Les strates
Il y a d'abord eu un dessin très conventionnel, dicté par le savoir-faire, l'encre apprivoisée, le geste connu. J'en étais satisfaite, j'aimais la trace, le grain du papier, visible, le mouvement, agréable à l'œil. C'est tout.
Je ne sais pourquoi (la place qui me restait sur le papier? La frustration d'être restée en surface?), il m'a fallu en faire un deuxième, un peu plus bas sur la page.
J'ai eu le sentiment que de la surface, je descendais juste en-dessous de la peau, dans une sorte de zone-tampon au-dessus de mes émotions, déjà un peu perceptibles, mais pas vraiment en contact avec elles. Un peu comme sur un matelas pneumatique posé sur la mer: j'en sentais les mouvements, mais je n'y étais pas plongée. Je flottais au-dessus, portée par la force d'Archimède, sans me mouiller.

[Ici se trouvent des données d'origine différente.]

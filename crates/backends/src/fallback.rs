//! Failover across backends for a single round.
//!
//! A round goes to the first backend in the chain. A transient failure
//! (timeout, rate limit, network error, 5xx) hands the same request to the
//! next backend. A permanent failure is returned at once and the rest of the
//! chain is never asked.

use async_trait::async_trait;
use splice_core::{Backend, BackendError, BackendResult, GenerationRequest};
use std::sync::Arc;
use std::time::Duration;
use tracing::{debug, info, warn};

/// Time a member gets to answer when no per-member limit was set.
pub const DEFAULT_MEMBER_TIMEOUT: Duration = Duration::from_secs(120);

pub struct FallbackBackend {
    name: String,
    default_timeout: Duration,
    members: Vec<Member>,
}

struct Member {
    backend: Arc<dyn Backend>,
    timeout: Option<Duration>,
}

impl FallbackBackend {
    pub fn new(name: impl Into<String>) -> Self {
        Self {
            name: name.into(),
            default_timeout: DEFAULT_MEMBER_TIMEOUT,
            members: Vec::new(),
        }
    }

    /// Limit applied to members added without their own timeout.
    pub fn with_default_timeout(mut self, timeout: Duration) -> Self {
        self.default_timeout = timeout;
        self
    }

    pub fn with_backend(mut self, backend: Arc<dyn Backend>) -> Self {
        self.members.push(Member {
            backend,
            timeout: None,
        });
        self
    }

    pub fn with_backend_timeout(mut self, backend: Arc<dyn Backend>, timeout: Duration) -> Self {
        self.members.push(Member {
            backend,
            timeout: Some(timeout),
        });
        self
    }

    pub fn len(&self) -> usize {
        self.members.len()
    }

    pub fn is_empty(&self) -> bool {
        self.members.is_empty()
    }

    /// One member's answer, with an elapsed limit turned into `Timeout`.
    async fn attempt(
        &self,
        member: &Member,
        request: GenerationRequest,
    ) -> Result<BackendResult, BackendError> {
        let limit = member.timeout.unwrap_or(self.default_timeout);
        match tokio::time::timeout(limit, member.backend.send(request)).await {
            Ok(answer) => answer,
            Err(_) => Err(BackendError::Timeout(format!(
                "'{}' gave no answer within {}ms",
                member.backend.name(),
                limit.as_millis()
            ))),
        }
    }
}

#[async_trait]
impl Backend for FallbackBackend {
    fn name(&self) -> &str {
        &self.name
    }

    async fn send(&self, request: GenerationRequest) -> Result<BackendResult, BackendError> {
        let mut transient = None;

        for (position, member) in self.members.iter().enumerate() {
            let member_name = member.backend.name();
            debug!(chain = %self.name, backend = %member_name, position, "Sending round");

            match self.attempt(member, request.clone()).await {
                Ok(result) => {
                    if position > 0 {
                        info!(
                            chain = %self.name,
                            backend = %member_name,
                            skipped = position,
                            "Round served by a fallback backend"
                        );
                    }
                    return Ok(result);
                }
                Err(e) if e.is_transient() => {
                    warn!(
                        chain = %self.name,
                        backend = %member_name,
                        error = %e,
                        remaining = self.members.len() - position - 1,
                        "Transient backend failure, moving down the chain"
                    );
                    transient = Some(e);
                }
                Err(e) => {
                    warn!(
                        chain = %self.name,
                        backend = %member_name,
                        error = %e,
                        "Permanent backend failure, not falling back"
                    );
                    return Err(e);
                }
            }
        }

        Err(transient.unwrap_or_else(|| {
            BackendError::NotConfigured(format!("fallback chain '{}' has no backends", self.name))
        }))
    }
}

#[cfg(test)]
mod tests {
    use super::*;
    use splice_core::{ContentClass, FinishSignal};
    use std::sync::Mutex;

    /// Answers every call the same way, after an optional delay.
    struct FixedBackend {
        name: &'static str,
        answer: Result<BackendResult, BackendError>,
        delay: Duration,
        calls: Mutex<usize>,
    }

    impl FixedBackend {
        fn ok(name: &'static str) -> Arc<Self> {
            Arc::new(Self {
                name,
                answer: Ok(BackendResult::new(
                    format!("from {name}"),
                    3,
                    FinishSignal::NaturalStop,
                )),
                delay: Duration::ZERO,
                calls: Mutex::new(0),
            })
        }

        fn failing(name: &'static str, error: BackendError) -> Arc<Self> {
            Arc::new(Self {
                name,
                answer: Err(error),
                delay: Duration::ZERO,
                calls: Mutex::new(0),
            })
        }

        fn stalled(name: &'static str) -> Arc<Self> {
            Arc::new(Self {
                name,
                answer: Err(BackendError::Network("unreachable".into())),
                delay: Duration::from_secs(3600),
                calls: Mutex::new(0),
            })
        }

        fn calls(&self) -> usize {
            *self.calls.lock().unwrap()
        }
    }

    #[async_trait]
    impl Backend for FixedBackend {
        fn name(&self) -> &str {
            self.name
        }

        async fn send(&self, _request: GenerationRequest) -> Result<BackendResult, BackendError> {
            *self.calls.lock().unwrap() += 1;
            if !self.delay.is_zero() {
                tokio::time::sleep(self.delay).await;
            }
            self.answer.clone()
        }
    }

    fn round() -> GenerationRequest {
        GenerationRequest::transform("convert", "body", ContentClass::Freeform)
    }

    fn chain(primary: Arc<FixedBackend>, secondary: Arc<FixedBackend>) -> FallbackBackend {
        FallbackBackend::new("chain")
            .with_backend(primary)
            .with_backend(secondary)
    }

    #[tokio::test]
    async fn healthy_primary_answers_alone() {
        let primary = FixedBackend::ok("primary");
        let secondary = FixedBackend::ok("secondary");

        let result = chain(primary.clone(), secondary.clone())
            .send(round())
            .await
            .unwrap();
        assert_eq!(result.text, "from primary");
        assert_eq!(primary.calls(), 1);
        assert_eq!(secondary.calls(), 0);
    }

    #[tokio::test]
    async fn transient_failures_move_to_next_backend() {
        let transient = [
            BackendError::ApiError {
                status_code: 503,
                message: "overloaded".into(),
            },
            BackendError::RateLimited {
                retry_after_secs: 60,
            },
            BackendError::Network("connection reset".into()),
            BackendError::Timeout("upstream".into()),
        ];

        for error in transient {
            let primary = FixedBackend::failing("primary", error.clone());
            let secondary = FixedBackend::ok("secondary");

            let result = chain(primary.clone(), secondary.clone()).send(round()).await;
            assert_eq!(result.unwrap().text, "from secondary", "after {error:?}");
            assert_eq!(primary.calls(), 1);
            assert_eq!(secondary.calls(), 1);
        }
    }

    #[tokio::test]
    async fn permanent_failures_surface_without_fallback() {
        let permanent = [
            BackendError::AuthenticationFailed("bad key".into()),
            BackendError::NotConfigured("no endpoint".into()),
            BackendError::ApiError {
                status_code: 400,
                message: "context too long".into(),
            },
            BackendError::InvalidResponse("no choices".into()),
        ];

        for error in permanent {
            let primary = FixedBackend::failing("primary", error.clone());
            let secondary = FixedBackend::ok("secondary");

            let err = chain(primary.clone(), secondary.clone())
                .send(round())
                .await
                .unwrap_err();
            assert_eq!(err.to_string(), error.to_string());
            assert_eq!(secondary.calls(), 0, "fell back after {error:?}");
        }
    }

    #[tokio::test]
    async fn permanent_failure_after_transient_one_wins() {
        let first = FixedBackend::failing("first", BackendError::Network("refused".into()));
        let second = FixedBackend::failing(
            "second",
            BackendError::AuthenticationFailed("expired key".into()),
        );
        let third = FixedBackend::ok("third");

        let fallback = FallbackBackend::new("chain")
            .with_backend(first.clone())
            .with_backend(second.clone())
            .with_backend(third.clone());

        match fallback.send(round()).await.unwrap_err() {
            BackendError::AuthenticationFailed(msg) => assert_eq!(msg, "expired key"),
            other => panic!("Expected AuthenticationFailed, got: {other:?}"),
        }
        assert_eq!(first.calls(), 1);
        assert_eq!(third.calls(), 0);
    }

    #[tokio::test]
    async fn exhausted_chain_reports_last_transient_error() {
        let primary = FixedBackend::failing("primary", BackendError::Network("refused".into()));
        let secondary = FixedBackend::failing(
            "secondary",
            BackendError::RateLimited {
                retry_after_secs: 30,
            },
        );

        match chain(primary.clone(), secondary.clone())
            .send(round())
            .await
            .unwrap_err()
        {
            BackendError::RateLimited { retry_after_secs } => assert_eq!(retry_after_secs, 30),
            other => panic!("Expected RateLimited, got: {other:?}"),
        }
        assert_eq!(primary.calls(), 1);
        assert_eq!(secondary.calls(), 1);
    }

    #[tokio::test(start_paused = true)]
    async fn stalled_member_times_out_and_falls_back() {
        let stalled = FixedBackend::stalled("stalled");
        let secondary = FixedBackend::ok("secondary");

        let fallback = FallbackBackend::new("chain")
            .with_backend_timeout(stalled.clone(), Duration::from_millis(50))
            .with_backend(secondary.clone());

        let result = fallback.send(round()).await.unwrap();
        assert_eq!(result.text, "from secondary");
        assert_eq!(stalled.calls(), 1);
    }

    #[tokio::test(start_paused = true)]
    async fn default_timeout_applies_to_plain_members() {
        let fallback = FallbackBackend::new("chain")
            .with_default_timeout(Duration::from_secs(2))
            .with_backend(FixedBackend::stalled("stalled"));

        match fallback.send(round()).await.unwrap_err() {
            BackendError::Timeout(msg) => assert!(msg.contains("2000ms"), "{msg}"),
            other => panic!("Expected Timeout, got: {other:?}"),
        }
    }

    #[tokio::test]
    async fn empty_chain_is_not_configured() {
        let fallback = FallbackBackend::new("empty");
        assert!(fallback.is_empty());
        match fallback.send(round()).await.unwrap_err() {
            BackendError::NotConfigured(msg) => assert!(msg.contains("empty")),
            other => panic!("Expected NotConfigured, got: {other:?}"),
        }
    }
}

Il m'a fallu en faire un troisième sous les deux premiers.
Là, j'ai eu le sentiment de plonger vraiment. J'ai oublié l'image.
Bonheur d'abord, liberté retrouvée, intensité de l'instant, être… J'ai oublié les mots.
Ce n'était plus moi qui traçais. Plus de je. Seulement du jeu.
J'ai juste vibré à l'unisson et joué avec ce qui se traçait.
En regardant ce dessin, j'ai aujourd'hui encore ce sentiment d'amour et d'unité qui n'est pas lié à son aspect extérieur, à ses qualités visuelles. Il n'est pas flatteur de mon égo: je me sens lui, c'est simplement moi. Il est juste, reflet changeant des mes émotions de l'instant, de mon corps, de mes sensations.
Des trois, c'est celui où mon regard revient sans cesse. Je m'y promène, je m'en délecte, je m'y roule. Il est image, mais il est toucher, mouvement, tiédeur, enveloppement, stimuli visuels, sourd et calme clapotis, vibrations.
Sourire béat.
Puis j'ai relevé la tête, et le premier dessin m'est à nouveau apparu. Je n'ai pas supporté sa vue policée, lisse, vide… Et je l'ai attaqué à l'encre et au crayon.
Quitte à ce que ce soit une peau, autant que ce ne soit pas une armure. Autant qu'elle ne me sépare pas de moi. Autant qu'elle parle, qu'elle dise toutes les traces dont elle se souvient.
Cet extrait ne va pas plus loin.